A fala original ocorreu quando Queiroga utilizou metáforas de teor sexual para criticar adversários políticos. Na ocasião, ele afirmou que seu partido “não é um ejaculador precoce” e comparou o comportamento político a alguém que “goza na cueca e passa o resto da noite assistindo televisão”, expressão que chamou atenção por ter sido dita em um programa exibido durante a tarde.
Questionado sobre a repercussão da declaração e se esse tipo de linguagem será adotado durante a campanha eleitoral, Queiroga respondeu de forma direta. O pré-candidato criticou o que classificou como “hipocrisia” nas reações às suas falas. De acordo com ele, o público já conhece seu estilo e sua forma de comunicação.

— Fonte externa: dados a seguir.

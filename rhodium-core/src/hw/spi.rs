//! SPI transaction issuer on the control bus

use std::sync::{Arc, Mutex, PoisonError};

use super::{regs, HardwareError, RegisterBus};

/// Width of every transaction the board peripherals expect
pub const TRANSACTION_BITS: u8 = 24;

/// Clock edge on which a data line is sampled
#[derive(Debug, Clone, Copy, PartialEq, Eq)]
pub enum SpiEdge {
    Rise,
    Fall,
}

impl SpiEdge {
    const fn bit(self) -> u32 {
        match self {
            SpiEdge::Rise => 0,
            SpiEdge::Fall => 1,
        }
    }
}

/// Bus settings for one slave
#[derive(Debug, Clone, Copy, PartialEq, Eq)]
pub struct SpiConfig {
    pub use_custom_divider: bool,
    pub divider: u16,
    pub mosi_edge: SpiEdge,
    pub miso_edge: SpiEdge,
}

impl SpiConfig {
    const BOARD: SpiConfig = SpiConfig {
        use_custom_divider: true,
        divider: 10,
        mosi_edge: SpiEdge::Rise,
        miso_edge: SpiEdge::Fall,
    };

    pub const fn cpld() -> Self {
        Self::BOARD
    }

    pub const fn tx_lo() -> Self {
        Self::BOARD
    }

    pub const fn rx_lo() -> Self {
        Self::BOARD
    }

    fn effective_divider(&self) -> u32 {
        if self.use_custom_divider {
            self.divider as u32
        } else {
            DEFAULT_DIVIDER
        }
    }
}

const DEFAULT_DIVIDER: u32 = 30;

/// Chip select lines on the daughterboard SPI bus
#[derive(Debug, Clone, Copy, PartialEq, Eq, Hash)]
pub enum SlaveSelect {
    Cpld = 8,
    TxLo = 1,
    RxLo = 2,
}

impl SlaveSelect {
    pub const fn mask(self) -> u32 {
        self as u32
    }
}

/// Issues SPI transactions
pub trait SpiIface: Send + Sync {
    fn write_spi(
        &self,
        slave: SlaveSelect,
        config: &SpiConfig,
        word: u32,
        num_bits: u8,
    ) -> Result<(), HardwareError>;

    fn read_spi(
        &self,
        slave: SlaveSelect,
        config: &SpiConfig,
        word: u32,
        num_bits: u8,
    ) -> Result<u32, HardwareError>;
}

/// One-word write bound to a slave and config
pub type WriteFn = Arc<dyn Fn(u32) -> Result<(), HardwareError> + Send + Sync>;

/// One-word transfer returning the readback, bound to a slave and config
pub type ReadFn = Arc<dyn Fn(u32) -> Result<u32, HardwareError> + Send + Sync>;

// Settings register offsets relative to the SPI base
const OFFSET_DIVIDER: u32 = 0;
const OFFSET_CTRL: u32 = 1;
const OFFSET_DATA: u32 = 2;

#[derive(Default)]
struct Shadow {
    divider: Option<u32>,
    ctrl: Option<u32>,
}

/// SPI engine of the radio block.
///
/// Transactions are serialised internally; divider and control words are
/// only rewritten when they change.
pub struct SpiCore {
    bus: Arc<dyn RegisterBus>,
    base: u32,
    readback: u32,
    shadow: Mutex<Shadow>,
}

impl SpiCore {
    pub fn new(bus: Arc<dyn RegisterBus>, base: u32, readback: u32) -> Self {
        SpiCore {
            bus,
            base,
            readback,
            shadow: Mutex::new(Shadow::default()),
        }
    }

    /// Core at the standard radio block addresses
    pub fn with_default_regs(bus: Arc<dyn RegisterBus>) -> Self {
        Self::new(bus, regs::sr_addr(regs::SPI), regs::rb_addr(regs::RB_SPI))
    }

    fn transact(
        &self,
        slave: SlaveSelect,
        config: &SpiConfig,
        word: u32,
        num_bits: u8,
        readback: bool,
    ) -> Result<u32, HardwareError> {
        if num_bits == 0 || num_bits > 32 {
            return Err(HardwareError::Unsupported(format!(
                "SPI transfer of {} bits",
                num_bits
            )));
        }

        let mut shadow = self.shadow.lock().unwrap_or_else(PoisonError::into_inner);

        let divider = config.effective_divider();
        if shadow.divider != Some(divider) {
            self.bus.poke32(self.base + OFFSET_DIVIDER * 4, divider)?;
            shadow.divider = Some(divider);
        }

        let ctrl = slave.mask()
            | (u32::from(num_bits) & 0x3f) << 24
            | config.mosi_edge.bit() << 30
            | config.miso_edge.bit() << 31;
        if shadow.ctrl != Some(ctrl) {
            self.bus.poke32(self.base + OFFSET_CTRL * 4, ctrl)?;
            shadow.ctrl = Some(ctrl);
        }

        // data is shifted out MSB first from the top of the register
        let data = if num_bits == 32 { word } else { word << (32 - num_bits) };
        self.bus.poke32(self.base + OFFSET_DATA * 4, data)?;

        if !readback {
            return Ok(0);
        }
        let mask = if num_bits == 32 {
            u32::MAX
        } else {
            (1u32 << num_bits) - 1
        };
        Ok(self.bus.peek32(self.readback)? & mask)
    }
}

impl SpiIface for SpiCore {
    fn write_spi(
        &self,
        slave: SlaveSelect,
        config: &SpiConfig,
        word: u32,
        num_bits: u8,
    ) -> Result<(), HardwareError> {
        self.transact(slave, config, word, num_bits, false).map(|_| ())
    }

    fn read_spi(
        &self,
        slave: SlaveSelect,
        config: &SpiConfig,
        word: u32,
        num_bits: u8,
    ) -> Result<u32, HardwareError> {
        self.transact(slave, config, word, num_bits, true)
    }
}

/// Bind a 24-bit write to `slave`
pub fn spi_writer(spi: Arc<dyn SpiIface>, slave: SlaveSelect, config: SpiConfig) -> WriteFn {
    Arc::new(move |word| spi.write_spi(slave, &config, word, TRANSACTION_BITS))
}

/// Bind a 24-bit read to `slave`
pub fn spi_reader(spi: Arc<dyn SpiIface>, slave: SlaveSelect, config: SpiConfig) -> ReadFn {
    Arc::new(move |word| spi.read_spi(slave, &config, word, TRANSACTION_BITS))
}

#[cfg(test)]
mod tests {
    use super::*;
    use crate::emulator::EmulatedBus;

    #[test]
    fn test_write_programs_divider_ctrl_and_data() {
        let bus = Arc::new(EmulatedBus::new());
        let core = SpiCore::with_default_regs(bus.clone());
        core.write_spi(SlaveSelect::Cpld, &SpiConfig::cpld(), 0x12_3456, 24)
            .unwrap();

        let base = regs::sr_addr(regs::SPI);
        let pokes = bus.pokes();
        assert_eq!(pokes.len(), 3);
        assert_eq!(pokes[0], (base, 10));
        assert_eq!(pokes[1].1 & 0xff_ffff, SlaveSelect::Cpld.mask());
        assert_eq!((pokes[1].1 >> 24) & 0x3f, 24);
        assert_eq!(pokes[1].1 >> 31, 1);
        assert_eq!(pokes[2], (base + 8, 0x12_3456 << 8));
    }

    #[test]
    fn test_unchanged_settings_are_not_rewritten() {
        let bus = Arc::new(EmulatedBus::new());
        let core = SpiCore::with_default_regs(bus.clone());
        let cfg = SpiConfig::tx_lo();
        core.write_spi(SlaveSelect::TxLo, &cfg, 1, 24).unwrap();
        core.write_spi(SlaveSelect::TxLo, &cfg, 2, 24).unwrap();
        assert_eq!(bus.pokes().len(), 4);

        core.write_spi(SlaveSelect::RxLo, &cfg, 3, 24).unwrap();
        assert_eq!(bus.pokes().len(), 6);
    }

    #[test]
    fn test_read_masks_to_width() {
        let bus = Arc::new(EmulatedBus::new());
        bus.set_readback(regs::rb_addr(regs::RB_SPI), 0xdead_beef);
        let spi: Arc<dyn SpiIface> = Arc::new(SpiCore::with_default_regs(bus));
        let read = spi_reader(spi, SlaveSelect::RxLo, SpiConfig::rx_lo());
        assert_eq!(read(0x80_0000).unwrap(), 0xad_beef);
    }

    #[test]
    fn test_bad_width_rejected() {
        let bus = Arc::new(EmulatedBus::new());
        let core = SpiCore::with_default_regs(bus);
        let res = core.write_spi(SlaveSelect::Cpld, &SpiConfig::cpld(), 0, 40);
        assert!(matches!(res, Err(HardwareError::Unsupported(_))));
    }
}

Durante a entrevista, o jornalista também questionou se o uso da metáfora teria sido uma estratégia para tornar o discurso mais compreensível para o público. Em resposta, Queiroga comparou a situação à linguagem utilizada na medicina.
Segundo o ex-ministro, médicos frequentemente utilizam códigos técnicos — como o CID (Classificação Internacional de Doenças) — para se referir a diagnósticos, e afirmou que as pessoas conseguem compreender o sentido das mensagens mesmo quando elas são expressas por meio de metáforas ou códigos.
Apesar das críticas, o pré-candidato reafirmou que não pretende modificar o tom de suas declarações: "Digo o que eu quero".